___ DATASET ENTRIES ___

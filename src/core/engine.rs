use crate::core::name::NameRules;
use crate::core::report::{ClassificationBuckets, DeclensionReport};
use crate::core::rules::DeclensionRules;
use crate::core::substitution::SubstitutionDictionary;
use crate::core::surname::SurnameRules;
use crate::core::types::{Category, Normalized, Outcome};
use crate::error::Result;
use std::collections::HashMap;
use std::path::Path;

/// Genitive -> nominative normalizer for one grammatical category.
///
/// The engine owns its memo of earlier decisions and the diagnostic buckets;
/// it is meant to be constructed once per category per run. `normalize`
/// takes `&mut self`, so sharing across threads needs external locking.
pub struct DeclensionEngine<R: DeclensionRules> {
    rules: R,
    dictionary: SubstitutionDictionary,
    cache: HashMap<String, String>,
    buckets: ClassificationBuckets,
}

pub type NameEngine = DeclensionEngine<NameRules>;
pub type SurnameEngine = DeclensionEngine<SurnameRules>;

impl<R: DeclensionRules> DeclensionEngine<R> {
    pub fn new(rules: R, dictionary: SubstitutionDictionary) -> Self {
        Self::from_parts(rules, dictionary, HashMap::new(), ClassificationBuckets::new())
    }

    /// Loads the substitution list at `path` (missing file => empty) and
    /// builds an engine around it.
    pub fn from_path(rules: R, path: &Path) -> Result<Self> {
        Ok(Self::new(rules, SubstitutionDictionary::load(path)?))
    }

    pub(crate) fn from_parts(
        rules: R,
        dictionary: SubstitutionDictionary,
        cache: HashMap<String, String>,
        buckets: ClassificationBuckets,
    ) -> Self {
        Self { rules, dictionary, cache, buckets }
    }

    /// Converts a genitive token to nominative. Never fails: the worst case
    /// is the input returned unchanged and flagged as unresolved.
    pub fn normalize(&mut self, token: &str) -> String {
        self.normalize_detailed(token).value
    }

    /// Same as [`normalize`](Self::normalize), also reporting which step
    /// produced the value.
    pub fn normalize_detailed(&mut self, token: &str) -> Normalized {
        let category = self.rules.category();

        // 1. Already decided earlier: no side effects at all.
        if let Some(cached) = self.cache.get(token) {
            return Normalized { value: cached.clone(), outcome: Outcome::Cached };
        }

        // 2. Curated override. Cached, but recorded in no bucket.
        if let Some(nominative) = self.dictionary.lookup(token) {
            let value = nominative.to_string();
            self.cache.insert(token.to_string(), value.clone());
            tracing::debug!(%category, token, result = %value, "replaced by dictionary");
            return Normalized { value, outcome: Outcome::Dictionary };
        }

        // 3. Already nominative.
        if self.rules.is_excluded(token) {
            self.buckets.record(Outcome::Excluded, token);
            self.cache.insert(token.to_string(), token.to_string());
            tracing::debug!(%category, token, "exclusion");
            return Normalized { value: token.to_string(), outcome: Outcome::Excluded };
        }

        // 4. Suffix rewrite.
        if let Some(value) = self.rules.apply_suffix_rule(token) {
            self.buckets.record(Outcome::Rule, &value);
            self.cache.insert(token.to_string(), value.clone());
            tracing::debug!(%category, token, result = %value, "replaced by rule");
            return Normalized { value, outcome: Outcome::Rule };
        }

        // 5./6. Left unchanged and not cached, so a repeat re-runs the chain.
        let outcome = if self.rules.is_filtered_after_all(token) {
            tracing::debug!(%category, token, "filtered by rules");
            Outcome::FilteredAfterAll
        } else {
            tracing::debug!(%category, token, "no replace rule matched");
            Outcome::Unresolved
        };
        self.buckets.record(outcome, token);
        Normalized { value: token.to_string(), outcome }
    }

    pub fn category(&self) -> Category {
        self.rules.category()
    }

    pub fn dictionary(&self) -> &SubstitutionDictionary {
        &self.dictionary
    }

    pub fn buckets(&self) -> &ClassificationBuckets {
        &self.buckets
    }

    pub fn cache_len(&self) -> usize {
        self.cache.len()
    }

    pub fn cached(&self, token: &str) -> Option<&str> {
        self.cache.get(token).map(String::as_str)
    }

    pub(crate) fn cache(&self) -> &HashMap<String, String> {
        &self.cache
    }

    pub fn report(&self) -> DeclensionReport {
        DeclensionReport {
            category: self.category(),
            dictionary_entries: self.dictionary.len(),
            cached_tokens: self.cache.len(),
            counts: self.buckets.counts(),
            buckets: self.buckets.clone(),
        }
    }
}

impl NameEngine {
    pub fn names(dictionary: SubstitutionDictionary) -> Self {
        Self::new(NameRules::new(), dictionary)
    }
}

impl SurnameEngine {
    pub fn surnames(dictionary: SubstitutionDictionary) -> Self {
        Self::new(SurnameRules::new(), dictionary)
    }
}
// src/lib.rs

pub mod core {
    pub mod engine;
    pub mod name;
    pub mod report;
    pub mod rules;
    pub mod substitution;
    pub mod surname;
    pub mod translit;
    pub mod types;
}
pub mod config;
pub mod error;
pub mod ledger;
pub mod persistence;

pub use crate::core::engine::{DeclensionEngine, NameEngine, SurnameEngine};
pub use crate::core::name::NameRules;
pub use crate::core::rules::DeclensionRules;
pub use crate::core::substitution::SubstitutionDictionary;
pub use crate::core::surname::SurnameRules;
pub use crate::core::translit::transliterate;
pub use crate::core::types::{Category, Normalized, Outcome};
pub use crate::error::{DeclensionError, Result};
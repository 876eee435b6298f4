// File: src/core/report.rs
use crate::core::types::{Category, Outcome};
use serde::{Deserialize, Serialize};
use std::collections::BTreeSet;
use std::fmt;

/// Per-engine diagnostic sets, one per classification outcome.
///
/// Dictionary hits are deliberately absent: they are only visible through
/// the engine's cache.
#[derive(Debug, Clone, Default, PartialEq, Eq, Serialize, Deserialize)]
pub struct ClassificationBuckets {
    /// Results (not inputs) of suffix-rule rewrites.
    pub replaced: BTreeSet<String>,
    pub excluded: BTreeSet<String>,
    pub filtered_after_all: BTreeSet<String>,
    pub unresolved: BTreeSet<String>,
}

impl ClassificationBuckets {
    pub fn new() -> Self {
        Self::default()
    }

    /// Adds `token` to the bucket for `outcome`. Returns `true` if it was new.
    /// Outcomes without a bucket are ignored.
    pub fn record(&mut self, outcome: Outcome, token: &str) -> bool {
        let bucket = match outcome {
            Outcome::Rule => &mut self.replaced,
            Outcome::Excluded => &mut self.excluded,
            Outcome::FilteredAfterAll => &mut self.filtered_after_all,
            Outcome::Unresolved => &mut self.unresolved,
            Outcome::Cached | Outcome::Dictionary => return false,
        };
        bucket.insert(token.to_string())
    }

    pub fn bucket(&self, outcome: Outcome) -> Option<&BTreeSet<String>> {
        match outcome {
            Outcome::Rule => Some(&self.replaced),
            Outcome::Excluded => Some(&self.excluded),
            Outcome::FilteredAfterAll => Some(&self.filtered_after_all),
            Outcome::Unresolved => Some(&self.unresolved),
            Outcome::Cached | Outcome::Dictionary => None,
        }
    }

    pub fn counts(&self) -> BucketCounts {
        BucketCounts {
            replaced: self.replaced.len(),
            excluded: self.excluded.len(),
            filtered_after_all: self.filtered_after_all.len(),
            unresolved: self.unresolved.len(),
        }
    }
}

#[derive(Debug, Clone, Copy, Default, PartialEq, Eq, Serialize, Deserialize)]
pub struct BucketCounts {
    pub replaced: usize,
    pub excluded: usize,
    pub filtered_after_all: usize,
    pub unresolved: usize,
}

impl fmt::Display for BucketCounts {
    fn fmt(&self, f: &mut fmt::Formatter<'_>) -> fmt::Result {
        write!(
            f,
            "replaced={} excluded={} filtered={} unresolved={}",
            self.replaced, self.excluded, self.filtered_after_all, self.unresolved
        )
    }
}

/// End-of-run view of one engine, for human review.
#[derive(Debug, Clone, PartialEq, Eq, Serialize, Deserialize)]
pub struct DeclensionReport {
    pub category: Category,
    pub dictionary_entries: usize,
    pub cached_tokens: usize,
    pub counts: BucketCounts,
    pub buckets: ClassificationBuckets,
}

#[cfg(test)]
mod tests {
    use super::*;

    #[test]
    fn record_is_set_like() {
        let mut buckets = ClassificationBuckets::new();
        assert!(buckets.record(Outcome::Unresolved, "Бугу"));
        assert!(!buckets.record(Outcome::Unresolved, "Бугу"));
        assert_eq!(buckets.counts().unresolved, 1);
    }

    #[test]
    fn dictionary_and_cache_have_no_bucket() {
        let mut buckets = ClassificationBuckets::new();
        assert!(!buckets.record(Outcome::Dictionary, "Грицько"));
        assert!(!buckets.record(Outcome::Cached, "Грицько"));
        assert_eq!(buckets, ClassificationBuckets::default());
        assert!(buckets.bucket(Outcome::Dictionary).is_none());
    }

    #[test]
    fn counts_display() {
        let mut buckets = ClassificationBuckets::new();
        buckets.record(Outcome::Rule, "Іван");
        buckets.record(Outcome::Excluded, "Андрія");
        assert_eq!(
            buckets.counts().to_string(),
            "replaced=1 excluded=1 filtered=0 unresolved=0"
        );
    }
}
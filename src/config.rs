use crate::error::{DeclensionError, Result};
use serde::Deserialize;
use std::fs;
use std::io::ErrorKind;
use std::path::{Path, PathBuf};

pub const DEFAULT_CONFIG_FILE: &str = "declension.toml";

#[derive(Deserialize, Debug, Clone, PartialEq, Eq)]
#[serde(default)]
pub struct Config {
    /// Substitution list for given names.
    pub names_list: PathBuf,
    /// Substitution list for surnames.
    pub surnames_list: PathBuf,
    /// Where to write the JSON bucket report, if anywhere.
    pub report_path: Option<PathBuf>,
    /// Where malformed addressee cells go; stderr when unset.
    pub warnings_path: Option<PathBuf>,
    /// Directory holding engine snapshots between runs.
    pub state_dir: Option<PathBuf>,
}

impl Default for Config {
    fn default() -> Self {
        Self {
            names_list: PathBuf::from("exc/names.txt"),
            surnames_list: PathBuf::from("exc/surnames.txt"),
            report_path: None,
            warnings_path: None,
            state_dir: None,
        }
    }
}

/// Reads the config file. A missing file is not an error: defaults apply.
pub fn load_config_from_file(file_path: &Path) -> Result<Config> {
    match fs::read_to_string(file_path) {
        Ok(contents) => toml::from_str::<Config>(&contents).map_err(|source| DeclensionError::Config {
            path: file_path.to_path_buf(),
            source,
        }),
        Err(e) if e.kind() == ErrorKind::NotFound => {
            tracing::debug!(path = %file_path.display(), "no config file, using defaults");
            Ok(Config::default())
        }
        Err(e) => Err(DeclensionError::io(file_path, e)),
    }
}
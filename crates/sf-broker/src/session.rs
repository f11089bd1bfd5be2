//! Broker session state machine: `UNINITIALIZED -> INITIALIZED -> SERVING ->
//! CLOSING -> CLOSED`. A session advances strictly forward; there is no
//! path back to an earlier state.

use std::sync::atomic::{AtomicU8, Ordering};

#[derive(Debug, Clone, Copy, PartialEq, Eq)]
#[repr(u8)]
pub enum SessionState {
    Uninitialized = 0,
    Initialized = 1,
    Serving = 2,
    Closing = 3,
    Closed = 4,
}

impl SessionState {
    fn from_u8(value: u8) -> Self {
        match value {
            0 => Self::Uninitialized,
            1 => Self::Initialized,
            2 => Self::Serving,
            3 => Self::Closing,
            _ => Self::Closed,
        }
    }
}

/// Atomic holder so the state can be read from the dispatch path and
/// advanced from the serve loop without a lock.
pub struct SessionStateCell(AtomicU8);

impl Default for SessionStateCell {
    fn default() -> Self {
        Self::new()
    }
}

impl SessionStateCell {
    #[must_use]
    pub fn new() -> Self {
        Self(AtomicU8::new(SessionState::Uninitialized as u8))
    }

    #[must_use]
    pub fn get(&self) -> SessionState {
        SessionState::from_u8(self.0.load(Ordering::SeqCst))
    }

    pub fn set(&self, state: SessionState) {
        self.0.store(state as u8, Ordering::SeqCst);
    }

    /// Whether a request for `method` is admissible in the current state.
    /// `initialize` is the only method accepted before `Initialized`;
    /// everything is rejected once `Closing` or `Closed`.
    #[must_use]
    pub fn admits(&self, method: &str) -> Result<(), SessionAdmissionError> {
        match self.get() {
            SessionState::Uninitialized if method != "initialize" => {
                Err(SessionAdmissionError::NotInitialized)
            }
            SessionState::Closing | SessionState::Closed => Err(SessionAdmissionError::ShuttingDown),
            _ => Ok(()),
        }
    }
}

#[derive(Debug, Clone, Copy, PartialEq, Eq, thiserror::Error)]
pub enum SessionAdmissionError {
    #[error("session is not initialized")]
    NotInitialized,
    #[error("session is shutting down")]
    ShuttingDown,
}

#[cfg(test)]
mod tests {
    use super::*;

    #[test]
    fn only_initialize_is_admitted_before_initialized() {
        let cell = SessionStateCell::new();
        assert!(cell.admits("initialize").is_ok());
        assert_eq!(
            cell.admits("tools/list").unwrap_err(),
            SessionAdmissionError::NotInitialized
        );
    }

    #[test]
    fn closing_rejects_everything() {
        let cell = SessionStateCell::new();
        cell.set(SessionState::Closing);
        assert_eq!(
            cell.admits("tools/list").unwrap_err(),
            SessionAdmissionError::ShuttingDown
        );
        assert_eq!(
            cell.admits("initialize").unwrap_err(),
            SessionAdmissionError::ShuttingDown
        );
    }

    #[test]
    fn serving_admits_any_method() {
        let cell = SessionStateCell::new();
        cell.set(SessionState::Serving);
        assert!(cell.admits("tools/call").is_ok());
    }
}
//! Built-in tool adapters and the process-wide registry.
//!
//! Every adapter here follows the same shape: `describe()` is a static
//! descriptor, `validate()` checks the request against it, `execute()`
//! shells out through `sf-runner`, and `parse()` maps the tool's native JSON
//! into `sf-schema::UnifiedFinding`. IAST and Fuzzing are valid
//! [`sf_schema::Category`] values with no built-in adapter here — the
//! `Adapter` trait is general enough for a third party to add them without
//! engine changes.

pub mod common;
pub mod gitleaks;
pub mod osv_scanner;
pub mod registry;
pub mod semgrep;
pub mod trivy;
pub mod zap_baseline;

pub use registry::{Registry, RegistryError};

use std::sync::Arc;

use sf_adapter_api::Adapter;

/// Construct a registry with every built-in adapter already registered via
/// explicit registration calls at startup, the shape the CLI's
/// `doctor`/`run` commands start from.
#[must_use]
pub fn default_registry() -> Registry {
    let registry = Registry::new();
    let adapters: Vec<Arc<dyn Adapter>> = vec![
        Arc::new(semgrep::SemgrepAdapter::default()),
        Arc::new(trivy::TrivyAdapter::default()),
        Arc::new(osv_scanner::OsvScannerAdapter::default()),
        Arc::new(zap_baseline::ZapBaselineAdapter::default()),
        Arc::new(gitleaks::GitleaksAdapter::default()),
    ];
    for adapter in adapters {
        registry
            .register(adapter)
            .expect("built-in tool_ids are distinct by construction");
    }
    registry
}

___

Respond with only the number of lines in the records that include the word "Ordering".

3